Greenes turn historic church into home

Thursday, September 17, 2020
Amber and Kevin Greene of Greene Realty stand in front of the former Roachdale Nazarene Church. They recently renovated the building into a modern home.
Banner Graphic/BRAND SELVIA

ROACHDALE -- Amber and Kevin Greene would say they did not know at first what to do with an abandoned church building.

What they did know is that they did not want to see it torn down.

After some digging and phone calls to longtime residents, they realized that it not only holds many cherished memories. As it turned out, the newly renovated home at 205 N. Walnut St. stands on the site of the very first church in Roachdale.

The property dates back to 1883, only a few years after Roachdale was organized as a town. According to R. E. Banta in “First 90 Years of a Hoosier Town: A History of Roachdale,” a Methodist congregation was formed at this time. They then built the first church there.

With a remodeling and a rededication taking place in 1914, the Methodist church was active for just over 50 years. Banta wrote that it suffered from declining interest and was eventually closed in 1934. The building apparently burned sometime later, but the basement was left intact.

The Roachdale Nazarene Church was established in 1936 when Rev. Jesse Towns organized the congregation with 12 charter members. With a small membership, they settled into the basement of the former Methodist church in 1941. At a cost of approximately $1,000, it was refinished and then roofed over. Banta noted that the men of the congregation did much of the work.

Roachdale Clerk-Treasurer Debbie Sillery remembered one -- perhaps prescient -- moment she was told about from when the basement was used. When it was once found flooded, a hymnal was floating on the surface turned to the song “There Shall Be Showers of Blessing.”

The Nazarene congregation used the basement church until 1954, when they built a new brick church above it. It was constructed with Sunday school rooms as well as an auditorium that could seat 250 people.

The Roachdale Nazarene Church was used until 1994 when the congregation vacated the building. It was then sold to Jaye and Jewell Jeffries. This was the beginning of a hot-potato scenario in which it would change hands three more times.

In about 1996, Rev. Larry Phillips and his wife Edie established the Family of God Church. They then approached the Jeffries to lease the building. According to a warranty deed, the Jeffries later sold the property to Family of God in 2003.

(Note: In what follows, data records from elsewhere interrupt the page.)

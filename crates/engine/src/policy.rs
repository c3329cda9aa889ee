// SPDX-License-Identifier: BUSL-1.1
// Copyright (c) 2026 Alfred Jean LLC

//! The policy gate seam consulted by the graph ticker before a step is
//! dispatched. Grounded in the original `policy_loader_v2.py`, which is
//! itself a pluggable, mostly-empty registry — this rewrite keeps the same
//! narrow shape rather than inventing policy logic the source never had.

use async_trait::async_trait;
use av_core::{RunState, StepDef};

/// Outcome of a dispatch check: `ok = true` allows the step to run;
/// `ok = false` blocks the run with `reason`.
pub struct DispatchDecision {
    pub ok: bool,
    pub reason: Option<String>,
}

impl DispatchDecision {
    pub fn allow() -> Self {
        Self {
            ok: true,
            reason: None,
        }
    }

    pub fn block(reason: impl Into<String>) -> Self {
        Self {
            ok: false,
            reason: Some(reason.into()),
        }
    }
}

#[async_trait]
pub trait PolicyGate: Send + Sync {
    async fn dispatch_allowed(&self, state: &RunState, step: &StepDef) -> DispatchDecision;
}

/// The default policy: allows every dispatch. Mirrors the original
/// `AutonomyPolicyLoaderV2`'s behavior when no policy has been registered for
/// a job type.
#[derive(Default)]
pub struct AllowAllPolicy;

#[async_trait]
impl PolicyGate for AllowAllPolicy {
    async fn dispatch_allowed(&self, _state: &RunState, _step: &StepDef) -> DispatchDecision {
        DispatchDecision::allow()
    }
}

/// A named-policy registry, mirroring `AutonomyPolicyLoaderV2.register_policy`
/// / `get_all_policies`: callers can register a policy per job type and the
/// registry dispatches to it, falling back to allow-all for unregistered
/// types.
#[derive(Default)]
pub struct PolicyRegistry {
    policies: std::collections::HashMap<String, Box<dyn PolicyGate>>,
}

impl PolicyRegistry {
    pub fn new() -> Self {
        Self::default()
    }

    pub fn register_policy(&mut self, job_type: impl Into<String>, policy: Box<dyn PolicyGate>) {
        self.policies.insert(job_type.into(), policy);
    }

    pub fn get_all_policies(&self) -> Vec<&str> {
        self.policies.keys().map(String::as_str).collect()
    }
}

#[async_trait]
impl PolicyGate for PolicyRegistry {
    async fn dispatch_allowed(&self, state: &RunState, step: &StepDef) -> DispatchDecision {
        match self.policies.get(&state.job_type) {
            Some(policy) => policy.dispatch_allowed(state, step).await,
            None => DispatchDecision::allow(),
        }
    }
}

#[cfg(test)]
#[path = "policy_tests.rs"]
mod tests;
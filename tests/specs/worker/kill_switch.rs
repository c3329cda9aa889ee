//! `av kill-switch set` / `av kill-switch get`

use crate::prelude::*;

#[test]
fn a_lane_defaults_to_enabled() {
    let db = Db::fresh();
    db.av()
        .args(&["kill-switch", "get", "--env", "local", "--lane", "default"])
        .passes()
        .stdout_has("enabled");
}

#[test]
fn set_without_enabled_flag_disables_the_lane() {
    let db = Db::fresh();
    db.av()
        .args(&["kill-switch", "set", "--env", "local", "--lane", "default"])
        .passes()
        .stdout_has("disabled");

    db.av()
        .args(&["kill-switch", "get", "--env", "local", "--lane", "default"])
        .passes()
        .stdout_has("disabled");
}

#[test]
fn set_enabled_flips_a_disabled_lane_back_on() {
    let db = Db::fresh();
    db.av()
        .args(&["kill-switch", "set", "--env", "local", "--lane", "default"])
        .passes();
    db.av()
        .args(&["kill-switch", "set", "--env", "local", "--lane", "default", "--enabled"])
        .passes()
        .stdout_has("enabled");

    db.av()
        .args(&["kill-switch", "get", "--env", "local", "--lane", "default"])
        .passes()
        .stdout_has("enabled");
}

#[test]
fn lanes_are_independent() {
    let db = Db::fresh();
    db.av()
        .args(&["kill-switch", "set", "--env", "local", "--lane", "alpha"])
        .passes();

    // `beta` was never touched and keeps the default-allow value.
    db.av()
        .args(&["kill-switch", "get", "--env", "local", "--lane", "beta"])
        .passes()
        .stdout_has("enabled");

    db.av()
        .args(&["kill-switch", "get", "--env", "local", "--lane", "alpha"])
        .passes()
        .stdout_has("disabled");
}
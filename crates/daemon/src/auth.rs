// SPDX-License-Identifier: BUSL-1.1
// Copyright (c) 2026 Alfred Jean LLC

//! Admin-token gate for mutating endpoints, grounded in
//! `api_v2.py`'s `verify_admin_token`.

use crate::error::ApiError;
use crate::state::AppState;
use av_core::AuditResult;
use axum::http::HeaderMap;

const ADMIN_TOKEN_HEADER: &str = "x-admin-token";

/// Verifies the `X-Admin-Token` header (header names are already
/// case-insensitive under `HeaderMap`) against the configured admin token.
/// Writes a `admin_auth`/`denied` audit row on any failure; a failed audit
/// write is itself only logged, never propagated.
pub async fn require_admin(state: &AppState, headers: &HeaderMap) -> Result<(), ApiError> {
    if state.config.admin_token.is_empty() {
        audit_denied(state, "ADMIN_TOKEN_NOT_CONFIGURED").await;
        return Err(ApiError::AdminTokenNotConfigured);
    }

    let presented = headers
        .get(ADMIN_TOKEN_HEADER)
        .and_then(|v| v.to_str().ok())
        .unwrap_or_default();

    if presented != state.config.admin_token {
        audit_denied(state, "INVALID_ADMIN_TOKEN").await;
        return Err(ApiError::InvalidAdminToken);
    }

    Ok(())
}

async fn audit_denied(state: &AppState, error_code: &str) {
    if let Err(e) = state
        .audit_log
        .record(
            None,
            None,
            "admin_auth",
            None,
            AuditResult::Denied,
            None,
            Some(serde_json::json!({"code": error_code})),
        )
        .await
    {
        tracing::error!(error = %e, "failed to write admin_auth audit row");
    }
}

#[cfg(test)]
#[path = "auth_tests.rs"]
mod tests;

Family of God retained the old Nazarene church until 2016, when it was donated to Carl Waterman. He wanted to convert the building into a drug rehabilitation facility through the New Life Connections organization. However, Waterman found it had fallen into serious disrepair and thus abandoned the project.

Having worked on the quitclaim deed between Waterman and Family of God, the Greenes -- more or less by default -- were finally given the building by New Life Connections in 2018. By this time, it had been vacant since Family of God went defunct in 2011.

“If we didn’t do it, it would be torn down; and I didn’t like that idea,” Amber said about taking on the renovations. ”But I remember thinking, ‘What are we going to do with an abandoned church building?’”

One of the main issues was the roof leaking and falling in. Almost all of the pews were effectively destroyed along with other significant damage. However, the original brick and concrete bones of the building were still structurally sound.

“It was basically a shell with a roof,” Kevin said. “The community didn’t want apartments there, so I went and graphed out four beds and three baths.”

While the outside is still recognizable as the Nazarene church, the inside is now a completely different layout. However, the basement from the original Methodist church remains, and some of the brick has been exposed.

The Greenes spent the past three months turning the building into a “modern-concept” home. New insulation, air conditioning, heat and electricity were installed, and a new roof was also put on. Kevin said that insurance would not cover the property, especially without the latter.

However, hints from the Nazarene church were preserved. Some of the original stained glass was incorporated into the inside entrance, while others were saved to give to former members. The original swinging doors leading into the former sanctuary were also kept.

The remodeling has attracted interest from the Roachdale community, excited that the old church where many basically grew up -- including Sillery and her family -- has been revitalized. Amber noted that the new property will also increase the value of the surrounding homes.

“We love this community,” Amber said as being much of the inspiration behind saving the church. The aim ultimately was to preserve an integral part of the small town’s pastoral history.

An open house will be held at the home on Sunday, Sept. 20 from 1-3 p.m.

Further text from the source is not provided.